= Multigenre research paper =

Secondary education assignment

Multigenre research paper is an alternative to the traditional five-paragraph essay commonly used in secondary education. It emphasizes the use of multiple genres to represent a given or chosen research topic. A genre is a specific type of art including literature, speech, drawings, music, etc. With this type of project, students are expected to research their given topic and then present the information they gathered using a variety of genres, with an emphasis on writing and composition. The genres created to represent the topic can be put together through the creation of a theme and bracketed by an introduction and conclusion. This creates a unified research paper that avoids the structure of a traditional five paragraph essay.

==Benefits==
While some educators may argue that certain genres are not scholarly and/or appropriate to the social studies classroom, the option of utilizing narrative thinking may give students, particularly those who have difficulty connecting with the material, a way to relate to the topic under consideration. Students will have more options in the ways they choose to think and write about a specific topic by having the opportunity to choose multiple genres to write in. The power to choose which genres they include in their papers, mainly based on the particular topic and writer preference, will also create a greater sense of ownership in the written product. In addition, allowing students to choose the genres that they include in their multigenre research papers will help them to recognize that each piece of writing has a specific purpose and audience.

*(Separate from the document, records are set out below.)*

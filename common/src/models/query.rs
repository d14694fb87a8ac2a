//! SQL execution models.

use serde::{Deserialize, Serialize};
use utoipa::ToSchema;
use validator::Validate;

/// Shown when a non-row-producing statement was committed.
pub const SUCCESS_MARKER: &str = "✅ Query executed successfully.";

/// Prefix of every execution failure message.
pub const FAILURE_MARKER: &str = "❌ Error executing query:";

/// Request body for executing a SQL statement directly.
#[derive(Debug, Serialize, Deserialize, Validate, ToSchema)]
pub struct ExecuteRequest {
    /// SQL statement to execute verbatim.
    #[validate(length(min = 1, message = "SQL statement is required"))]
    pub sql: String,
}

/// Column information taken from the statement description.
#[derive(Debug, Clone, PartialEq, Serialize, Deserialize, ToSchema)]
pub struct ColumnInfo {
    /// Column name.
    pub name: String,
    /// Database type name (e.g. `INT8`, `TEXT`).
    pub data_type: String,
}

/// Result of executing one statement.
#[derive(Debug, Clone, PartialEq, Serialize, Deserialize, ToSchema)]
#[serde(tag = "status", rename_all = "snake_case")]
pub enum ExecutionOutcome {
    /// The statement produced a result set.
    Rows {
        columns: Vec<ColumnInfo>,
        /// One JSON value per column, in column order.
        rows: Vec<Vec<serde_json::Value>>,
        row_count: usize,
    },
    /// The statement produced no result set and was committed.
    Acknowledged { rows_affected: u64 },
    /// Connecting or executing failed. `message` starts with [`FAILURE_MARKER`].
    Failed { message: String },
}

impl ExecutionOutcome {
    pub fn rows(columns: Vec<ColumnInfo>, rows: Vec<Vec<serde_json::Value>>) -> Self {
        let row_count = rows.len();
        ExecutionOutcome::Rows {
            columns,
            rows,
            row_count,
        }
    }

    /// Builds a failure outcome from any error.
    pub fn failed(error: impl std::fmt::Display) -> Self {
        ExecutionOutcome::Failed {
            message: format!("{} {}", FAILURE_MARKER, error),
        }
    }

    pub fn is_failed(&self) -> bool {
        matches!(self, ExecutionOutcome::Failed { .. })
    }

    /// One display line per result element: each row as a tuple, the
    /// success marker, or the failure message.
    pub fn display_lines(&self) -> Vec<String> {
        match self {
            ExecutionOutcome::Rows { rows, .. } => rows.iter().map(|row| format_row(row)).collect(),
            ExecutionOutcome::Acknowledged { .. } => vec![SUCCESS_MARKER.to_string()],
            ExecutionOutcome::Failed { message } => vec![message.clone()],
        }
    }
}

/// Formats a row as a tuple, e.g. `(5,)` or `('Ann', 91)`.
fn format_row(row: &[serde_json::Value]) -> String {
    let cells: Vec<String> = row
        .iter()
        .map(|value| match value {
            serde_json::Value::Null => "None".to_string(),
            serde_json::Value::String(s) => format!("'{}'", s),
            other => other.to_string(),
        })
        .collect();
    if cells.len() == 1 {
        format!("({},)", cells[0])
    } else {
        format!("({})", cells.join(", "))
    }
}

According to Camille A. Allen, there are four main benefits for students who create a multigenre research paper:

1. Students become more interested in content: Method helps students remember the content because they become invested in it by focusing on areas of interest and connecting the material to their own interests and skills.
2. Students gain a new attitude toward learning: Students have the opportunity to make choices about topics and genres and how to present their material in a meaningful way. They are actively involved in the creation process, not simply given a topic and then passively write on it based on research. Students have the opportunity to take risks and be creatively in charge of their own learning.
3. Students build self-confidence: Students spend time evaluating themselves and their peers and see the value of bouncing their ideas off of others. They also take ownership of the multigenre paper they create and recognize the difficult process that both they and their peers went through in order to create such a paper.
4. Students learn to think: In order to be successful, students are required to communicate with their teacher and peers while composing a multigenre research paper. They get practice asking questions concerning how they will write and present their information.

Students also gain experience by discussing, with others, their possible genre ideas for their topic and work on editing their papers through peer revision.

According to Nancy Mack, other benefits to a multigenre research paper include:
- Requires that diverse types of writing be generated for a theme.
- Stimulates critical analysis and higher level thinking skills.
- Integrates factual information into a meaningful text versus copying or simple recall.
- Creates coherence among the parts of a problem to be solved.
- Requires a bibliography, footnotes, and careful documentation of sources.
- Permits the author to highlight personal interests and special expertise.